■ Work item: Which lines of the data include the string "VocabularyConfig"? List them all.

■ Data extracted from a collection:
=====

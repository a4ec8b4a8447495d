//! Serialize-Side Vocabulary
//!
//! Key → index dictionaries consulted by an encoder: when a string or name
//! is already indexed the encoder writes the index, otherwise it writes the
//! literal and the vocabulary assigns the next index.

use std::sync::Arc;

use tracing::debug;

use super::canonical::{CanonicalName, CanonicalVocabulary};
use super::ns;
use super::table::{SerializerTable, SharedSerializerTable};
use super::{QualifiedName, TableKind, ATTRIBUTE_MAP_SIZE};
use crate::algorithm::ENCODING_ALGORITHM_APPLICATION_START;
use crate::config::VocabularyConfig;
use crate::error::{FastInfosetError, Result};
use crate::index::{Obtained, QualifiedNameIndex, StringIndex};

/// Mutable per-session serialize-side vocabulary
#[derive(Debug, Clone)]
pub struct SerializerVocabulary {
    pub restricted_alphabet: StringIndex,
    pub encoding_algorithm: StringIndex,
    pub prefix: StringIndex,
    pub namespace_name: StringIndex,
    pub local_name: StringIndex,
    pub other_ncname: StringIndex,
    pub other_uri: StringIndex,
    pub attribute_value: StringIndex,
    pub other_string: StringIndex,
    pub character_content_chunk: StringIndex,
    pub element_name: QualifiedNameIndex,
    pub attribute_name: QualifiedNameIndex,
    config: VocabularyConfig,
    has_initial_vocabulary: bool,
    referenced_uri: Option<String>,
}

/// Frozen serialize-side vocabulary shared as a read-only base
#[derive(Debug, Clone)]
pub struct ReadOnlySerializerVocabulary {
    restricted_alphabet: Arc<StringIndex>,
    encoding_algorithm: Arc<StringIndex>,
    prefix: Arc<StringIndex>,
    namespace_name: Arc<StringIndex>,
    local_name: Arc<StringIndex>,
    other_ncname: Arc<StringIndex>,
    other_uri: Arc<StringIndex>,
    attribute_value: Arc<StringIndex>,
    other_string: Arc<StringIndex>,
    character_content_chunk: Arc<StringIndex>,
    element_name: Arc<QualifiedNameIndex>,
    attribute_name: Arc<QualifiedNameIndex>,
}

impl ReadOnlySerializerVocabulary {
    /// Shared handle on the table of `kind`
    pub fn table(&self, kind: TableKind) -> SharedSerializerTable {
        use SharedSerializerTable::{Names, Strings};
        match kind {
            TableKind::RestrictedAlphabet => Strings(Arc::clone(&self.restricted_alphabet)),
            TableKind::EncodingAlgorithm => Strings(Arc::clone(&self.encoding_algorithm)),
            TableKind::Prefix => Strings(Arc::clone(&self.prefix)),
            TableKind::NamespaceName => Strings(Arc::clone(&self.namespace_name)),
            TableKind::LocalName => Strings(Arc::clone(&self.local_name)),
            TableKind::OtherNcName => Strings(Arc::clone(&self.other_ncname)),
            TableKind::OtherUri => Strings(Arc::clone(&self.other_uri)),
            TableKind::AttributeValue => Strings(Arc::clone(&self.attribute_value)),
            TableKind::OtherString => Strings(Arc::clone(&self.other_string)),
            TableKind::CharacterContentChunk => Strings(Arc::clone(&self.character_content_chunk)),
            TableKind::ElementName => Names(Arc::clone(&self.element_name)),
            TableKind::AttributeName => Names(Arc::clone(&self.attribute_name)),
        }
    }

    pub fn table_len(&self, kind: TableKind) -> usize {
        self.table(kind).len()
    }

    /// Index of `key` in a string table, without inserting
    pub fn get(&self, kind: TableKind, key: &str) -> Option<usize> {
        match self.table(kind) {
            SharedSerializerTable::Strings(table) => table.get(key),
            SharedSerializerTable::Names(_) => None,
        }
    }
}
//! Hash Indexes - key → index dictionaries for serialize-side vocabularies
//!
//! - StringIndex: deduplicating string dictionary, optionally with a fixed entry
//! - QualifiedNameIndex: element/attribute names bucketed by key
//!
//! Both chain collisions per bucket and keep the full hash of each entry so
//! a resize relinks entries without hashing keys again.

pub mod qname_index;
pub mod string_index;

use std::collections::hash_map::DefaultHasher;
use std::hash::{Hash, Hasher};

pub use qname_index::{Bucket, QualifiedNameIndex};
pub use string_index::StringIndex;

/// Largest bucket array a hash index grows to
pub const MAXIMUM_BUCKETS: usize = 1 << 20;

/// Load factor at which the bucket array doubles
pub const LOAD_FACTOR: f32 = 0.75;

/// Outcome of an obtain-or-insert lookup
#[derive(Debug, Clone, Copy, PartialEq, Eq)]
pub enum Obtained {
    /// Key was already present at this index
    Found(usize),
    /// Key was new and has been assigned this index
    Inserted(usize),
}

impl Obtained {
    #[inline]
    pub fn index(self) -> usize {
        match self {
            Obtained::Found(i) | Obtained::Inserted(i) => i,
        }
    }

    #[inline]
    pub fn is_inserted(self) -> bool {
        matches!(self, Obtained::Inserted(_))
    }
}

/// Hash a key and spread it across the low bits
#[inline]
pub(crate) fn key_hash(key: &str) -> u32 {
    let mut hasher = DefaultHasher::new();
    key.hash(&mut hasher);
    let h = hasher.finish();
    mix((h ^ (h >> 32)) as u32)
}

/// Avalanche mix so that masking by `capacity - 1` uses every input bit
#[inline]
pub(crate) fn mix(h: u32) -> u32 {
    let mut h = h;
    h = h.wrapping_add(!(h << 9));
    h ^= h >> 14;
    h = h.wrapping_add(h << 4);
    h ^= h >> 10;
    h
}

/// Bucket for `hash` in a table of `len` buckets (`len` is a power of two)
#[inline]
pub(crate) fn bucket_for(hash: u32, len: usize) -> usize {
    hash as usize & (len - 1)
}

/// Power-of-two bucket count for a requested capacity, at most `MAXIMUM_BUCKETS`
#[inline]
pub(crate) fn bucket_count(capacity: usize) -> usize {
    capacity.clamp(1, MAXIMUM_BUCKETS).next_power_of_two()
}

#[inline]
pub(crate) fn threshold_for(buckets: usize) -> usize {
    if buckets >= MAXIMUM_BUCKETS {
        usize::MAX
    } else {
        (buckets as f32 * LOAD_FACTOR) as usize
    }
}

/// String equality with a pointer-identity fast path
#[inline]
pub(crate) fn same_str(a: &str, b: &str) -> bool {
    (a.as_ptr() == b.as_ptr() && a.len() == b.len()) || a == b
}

=====

■ Exercise response:
use crate::config::VocabularyConfig;
    config: VocabularyConfig,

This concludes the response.